# Rare Breed, Boz Shepherds



## NaturalBornGuardians

Just wanted to share some pictures of what I consider an amazing Giant Breed of Dog.
The Turkish Boz Shepherd is a wonderful and very capable guardian of Farm and Family. Capable and content working as a Livestock Guardian Dog or being part of the Family.
They are a very physically capable dog with regards to speed, strength and agility. Rugged and tough as the job they have been bred to do, these are dogs that do not need pampering.
pictures of Boz in Turkey.
























Here are some pictures of my pups.
























Here is a place to look up some information on the breed.
http://www.itgdc.com/index.htm


----------



## stacey101

Im still not over how big these dogs are! beautiful guy


----------



## Spirit_of_Cotons

Beautiful dog. They look like other rare breeds I've seen on the internet (like Kangals), but I've never heard of a Boz Shepherd before, very cool and BIG!!!


----------



## luv mi pets

Are they related to Anatolian shepherds? I have an Anatolian and am absolutely in love with this breed. Very powerful dog with such gentleness towards their owners. Very nice dogs.


----------



## Vicky88

Lovely dogs, i have never heard of the breed before either, i like the pics where the dogs has it's paws on your arms, can really see how big they are then!.


----------



## NaturalBornGuardians

Hello,

The Boz Shepherd is very similar to the Anatolian, Kangal and Yoruk. They have much the same personality, tempeament and guarding style.

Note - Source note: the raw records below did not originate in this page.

// SPDX-License-Identifier: AGPL-3.0-or-later

//! Verifying a decoded entry against its signature, its payload, and its linked entries.

use ed25519_dalek::Verifier;

use crate::entry::{self, SignedEntry};
use crate::error::Error;
use crate::lipmaa::lipmaa;
use crate::yamf_hash::YamfHash;
use crate::yamf_signatory::YamfSignatory;

/// Verifies `entry_bytes` as a standalone, signed record.
///
/// `payload` is mandatory: the entry's claimed `payload_hash`/`payload_length` are always checked
/// against it. `backlink_bytes`/`lipmaa_link_bytes` are optional and, when given, are checked
/// against the entry's claimed links; when the entry requires a link that is not provided,
/// verification fails.
pub fn verify(
    entry_bytes: &[u8],
    payload: &[u8],
    backlink_bytes: Option<&[u8]>,
    lipmaa_link_bytes: Option<&[u8]>,
) -> Result<(), Error> {
    let signed = entry::decode(entry_bytes)?;

    verify_signature(&signed)?;
    verify_payload(&signed, payload)?;

    if signed.entry.seq_num > 1 {
        verify_backlink(&signed, backlink_bytes)?;

        if signed.entry.stores_lipmaa_link() {
            verify_lipmaa_link(&signed, lipmaa_link_bytes)?;
        }
    }

    Ok(())
}

fn verify_signature(signed: &SignedEntry) -> Result<(), Error> {
    let verifying_key: ed25519_dalek::VerifyingKey = (&signed.entry.author)
        .try_into()
        .map_err(|_| Error::InvalidSignature)?;
    let dalek_sig: ed25519_dalek::Signature = (&signed.sig).into();

    verifying_key
        .verify(&signed.entry.to_bytes(), &dalek_sig)
        .map_err(|_| Error::InvalidSignature)
}

fn verify_payload(signed: &SignedEntry, payload: &[u8]) -> Result<(), Error> {
    if signed.entry.payload_length != payload.len() as u64 {
        return Err(Error::PayloadLengthDidNotMatch);
    }
    if signed.entry.payload_hash != YamfHash::new_blake2b(payload) {
        return Err(Error::PayloadHashDidNotMatch);
    }
    Ok(())
}

fn verify_backlink(signed: &SignedEntry, backlink_bytes: Option<&[u8]>) -> Result<(), Error> {
    let backlink_bytes = backlink_bytes.ok_or(Error::BacklinkEntryMissing)?;
    let claimed = signed
        .entry
        .backlink
        .as_ref()
        .expect("seq_num > 1 implies a claimed backlink");

    if *claimed != YamfHash::new_blake2b(backlink_bytes) {
        return Err(Error::BacklinkHashDoesNotMatch);
    }

    let decoded = entry::decode(backlink_bytes)?;
    check_linked_entry(
        &decoded.entry.log_id,
        signed.entry.log_id,
        &decoded.entry.author,
        &signed.entry.author,
        Error::BacklinkLogIdMismatch,
        Error::BacklinkAuthorMismatch,
    )?;
    if decoded.entry.is_end_of_feed {
        return Err(Error::PublishedAfterEndOfFeed);
    }

    Ok(())
}

fn verify_lipmaa_link(
    signed: &SignedEntry,
    lipmaa_link_bytes: Option<&[u8]>,
) -> Result<(), Error> {
    let lipmaa_link_bytes = lipmaa_link_bytes.ok_or(Error::LipmaaLinkEntryMissing)?;
    let claimed = signed
        .entry
        .lipmaa_link
        .as_ref()
        .expect("stores_lipmaa_link() implies a claimed lipmaa link");

    if *claimed != YamfHash::new_blake2b(lipmaa_link_bytes) {
        return Err(Error::LipmaaLinkHashDoesNotMatch);
    }

    let decoded = entry::decode(lipmaa_link_bytes)?;
    check_linked_entry(
        &decoded.entry.log_id,
        signed.entry.log_id,
        &decoded.entry.author,
        &signed.entry.author,
        Error::LipmaaLogIdMismatch,
        Error::LipmaaAuthorMismatch,
    )?;
    // A lipmaa-linked entry's own seq number is implied by `lipmaa(signed.entry.seq_num)` and is
    // not re-checked here: its identity is already pinned by the hash comparison above.
    let _ = lipmaa;

    Ok(())
}

fn check_linked_entry(
    linked_log_id: &u64,
    expected_log_id: u64,
    linked_author: &YamfSignatory,
    expected_author: &YamfSignatory,
    log_id_err: Error,
    author_err: Error,
) -> Result<(), Error> {
    if *linked_log_id != expected_log_id {
        return Err(log_id_err);
    }
    if linked_author != expected_author {
        return Err(author_err);
    }
    Ok(())
}

#[cfg(test)]
mod tests {
    use super::*;
    use crate::keypair::Keypair;
    use crate::publish::publish_to_vec;

    #[test]
    fn verifies_a_valid_chain() {
        let keypair = Keypair::generate();
        let genesis = publish_to_vec(&keypair, 0, b"hello", false, 0, None, None).unwrap();
        verify(&genesis, b"hello", None, None).unwrap();

        let second =
            publish_to_vec(&keypair, 0, b"world", false, 1, Some(&genesis), None).unwrap();
        verify(&second, b"world", Some(&genesis), None).unwrap();
    }

    #[test]
    fn rejects_tampered_signature() {
        let keypair = Keypair::generate();
        let mut genesis = publish_to_vec(&keypair, 0, b"hello", false, 0, None, None).unwrap();
        let last = genesis.len() - 1;
        genesis[last] ^= 0xff;
        assert_eq!(
            verify(&genesis, b"hello", None, None),
            Err(Error::InvalidSignature)
        );
    }

    #[test]
    fn rejects_payload_mismatch() {
        let keypair = Keypair::generate();
        let genesis = publish_to_vec(&keypair, 0, b"hello", false, 0, None, None).unwrap();
        assert_eq!(
            verify(&genesis, b"goodbye", None, None),
            Err(Error::PayloadLengthDidNotMatch)
        );
    }

    #[test]
    fn rejects_missing_backlink_bytes() {
        let keypair = Keypair::generate();
        let genesis = publish_to_vec(&keypair, 0, b"hello", false, 0, None, None).unwrap();
        let second =
            publish_to_vec(&keypair, 0, b"world", false, 1, Some(&genesis), None).unwrap();
        assert_eq!(
            verify(&second, b"world", None, None),
            Err(Error::BacklinkEntryMissing)
        );
    }

    #[test]
    fn rejects_wrong_backlink_bytes() {
        let keypair = Keypair::generate();
        let genesis = publish_to_vec(&keypair, 0, b"hello", false, 0, None, None).unwrap();
        let other_genesis =
            publish_to_vec(&Keypair::generate(), 0, b"other", false, 0, None, None).unwrap();
        let second =
            publish_to_vec(&keypair, 0, b"world", false, 1, Some(&genesis), None).unwrap();
        assert_eq!(
            verify(&second, b"world", Some(&other_genesis), None),
            Err(Error::BacklinkHashDoesNotMatch)
        );
    }

    #[test]
    fn rejects_publish_after_end_of_feed_on_verify() {
        let keypair = Keypair::generate();
        let genesis = publish_to_vec(&keypair, 0, b"hello", true, 0, None, None).unwrap();

        // Hand-build a second entry whose backlink points at an end-of-feed genesis, bypassing
        // publish()'s own guard against this so verify()'s independent check is exercised.
        use crate::entry::{decode, Entry, SignedEntry};
        let decoded_genesis = decode(&genesis).unwrap();
        let second_entry = Entry {
            log_id: 0,
            is_end_of_feed: false,
            payload_hash: YamfHash::new_blake2b(b"world"),
            payload_length: 5,
            author: decoded_genesis.entry.author,
            seq_num: 2,
            backlink: Some(YamfHash::new_blake2b(&genesis)),
            lipmaa_link: None,
        };
        let sig = keypair.sign(&second_entry.to_bytes());
        let second = SignedEntry {
            entry: second_entry,
            sig,
        }
        .to_bytes();

        assert_eq!(
            verify(&second, b"world", Some(&genesis), None),
            Err(Error::PublishedAfterEndOfFeed)
        );
    }
}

They are actually a subtype of Yoruk, which are the dogs of the Nomadic Shepherds of Turkey.

All the dogs in Turkey are Landrace Working Livestock Guardian dogs. Seperating out the regional types is both confusing and controversial. 

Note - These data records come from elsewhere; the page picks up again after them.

// SPDX-License-Identifier: AGPL-3.0-or-later

//! Tagged public key values: `varu64(algorithm_id) ∥ varu64(key_length) ∥ key_bytes`.

use std::fmt;

use thiserror::Error;

use crate::varu64::{self, Varu64Error};

/// Numeric tag identifying the Ed25519 variant.
pub const ED25519_TAG: u64 = 0;

/// Public key length of the Ed25519 variant, in bytes.
pub const ED25519_PUBLIC_KEY_LEN: usize = 32;

/// Encoded size of the tag and length varu64 fields for the current registry: both the algorithm
/// tag (`0`) and the length (`32`) are `<= 247` and so each always takes the varu64 codec's
/// single-byte direct form, not its full 9-byte worst case.
const TAG_AND_LENGTH_OVERHEAD: usize = 2;

/// Largest encoded size of a [`YamfSignatory`] for the current registry.
pub const MAX_YAMF_SIGNATORY_SIZE: usize = TAG_AND_LENGTH_OVERHEAD + ED25519_PUBLIC_KEY_LEN;

/// A tagged public key, identifying the author of a log.
#[derive(Clone, Copy, PartialEq, Eq, Hash)]
#[cfg_attr(feature = "arbitrary", derive(arbitrary::Arbitrary))]
pub enum YamfSignatory {
    Ed25519([u8; ED25519_PUBLIC_KEY_LEN]),
}

impl YamfSignatory {
    pub fn key_bytes(&self) -> &[u8] {
        match self {
            YamfSignatory::Ed25519(bytes) => bytes.as_slice(),
        }
    }

    pub fn encode(&self, out: &mut [u8]) -> Result<usize, YamfSignatoryError> {
        let key = self.key_bytes();
        let mut offset = 0;

        offset += varu64::encode(ED25519_TAG, &mut out[offset..])
            .map_err(|source| YamfSignatoryError::Encode { source })?;
        offset += varu64::encode(key.len() as u64, &mut out[offset..])
            .map_err(|source| YamfSignatoryError::Encode { source })?;

        let end = offset + key.len();
        if out.len() < end {
            return Err(YamfSignatoryError::Encode {
                source: Varu64Error::BufferTooSmall {
                    needed: end,
                    available: out.len(),
                },
            });
        }
        out[offset..end].copy_from_slice(key);

        Ok(end)
    }

    pub fn decode(bytes: &[u8]) -> Result<(Self, usize), YamfSignatoryError> {
        let (tag, mut offset) =
            varu64::decode(bytes).map_err(|source| YamfSignatoryError::Decode { source })?;

        let (length, len_size) = varu64::decode(&bytes[offset..])
            .map_err(|source| YamfSignatoryError::Decode { source })?;
        offset += len_size;

        match tag {
            ED25519_TAG => {
                if length as usize != ED25519_PUBLIC_KEY_LEN {
                    return Err(YamfSignatoryError::UnexpectedLength {
                        tag,
                        expected: ED25519_PUBLIC_KEY_LEN,
                        found: length,
                    });
                }
                let end = offset + ED25519_PUBLIC_KEY_LEN;
                if bytes.len() < end {
                    return Err(YamfSignatoryError::Decode {
                        source: Varu64Error::InputTooShort,
                    });
                }
                let mut key = [0u8; ED25519_PUBLIC_KEY_LEN];
                key.copy_from_slice(&bytes[offset..end]);
                Ok((YamfSignatory::Ed25519(key), end))
            }
            unknown => Err(YamfSignatoryError::UnknownTag(unknown)),
        }
    }
}

impl AsRef<[u8]> for YamfSignatory {
    fn as_ref(&self) -> &[u8] {
        self.key_bytes()
    }
}

impl TryFrom<&[u8]> for YamfSignatory {
    type Error = YamfSignatoryError;

    /// Builds an `Ed25519` signatory directly from a raw, untagged public key.
    fn try_from(value: &[u8]) -> Result<Self, Self::Error> {
        let key: [u8; ED25519_PUBLIC_KEY_LEN] =
            value
                .try_into()
                .map_err(|_| YamfSignatoryError::UnexpectedLength {
                    tag: ED25519_TAG,
                    expected: ED25519_PUBLIC_KEY_LEN,
                    found: value.len() as u64,
                })?;
        Ok(YamfSignatory::Ed25519(key))
    }
}

impl fmt::Debug for YamfSignatory {
    fn fmt(&self, f: &mut fmt::Formatter<'_>) -> fmt::Result {
        f.debug_tuple("YamfSignatory")
            .field(&hex::encode(self.key_bytes()))
            .finish()
    }
}

impl fmt::Display for YamfSignatory {
    fn fmt(&self, f: &mut fmt::Formatter<'_>) -> fmt::Result {
        write!(f, "{}", hex::encode(self.key_bytes()))
    }
}

impl From<ed25519_dalek::VerifyingKey> for YamfSignatory {
    fn from(value: ed25519_dalek::VerifyingKey) -> Self {
        YamfSignatory::Ed25519(value.to_bytes())
    }
}

impl TryFrom<&YamfSignatory> for ed25519_dalek::VerifyingKey {
    type Error = ed25519_dalek::SignatureError;

    fn try_from(value: &YamfSignatory) -> Result<Self, Self::Error> {
        match value {
            YamfSignatory::Ed25519(bytes) => ed25519_dalek::VerifyingKey::from_bytes(bytes),
        }
    }
}

#[derive(Error, Debug, Clone, PartialEq, Eq)]
pub enum YamfSignatoryError {
    #[error("unknown signatory algorithm tag {0}")]
    UnknownTag(u64),

    #[error("signatory algorithm {tag} expects a {expected}-byte key, length field said {found}")]
    UnexpectedLength { tag: u64, expected: usize, found: u64 },

    #[error("failed to encode signatory: {source}")]
    Encode { source: Varu64Error },

    #[error("failed to decode signatory: {source}")]
    Decode { source: Varu64Error },
}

The Boz are just a Regional Type from South East Turkey. Although they are huge, they are also very strong, fast and agile. They live from 10-15 years, and are a very rugged and tough dog. 
Health issues are fewer than most any other large breed. Harsh environment, tough work and extreme selection has played a part in forming them. 

Here are some links with more information.
http://www.itgdc.com/turkish_boz_shepherd.htm
http://www.naturalbornguardians.com/turkish_boz_shepherd_dogs.htm


----------



## Abbylynn

That is a beautiful dog! I think it is wonderful that they have a life span of that length. I wish more large/giant breeds did.


----------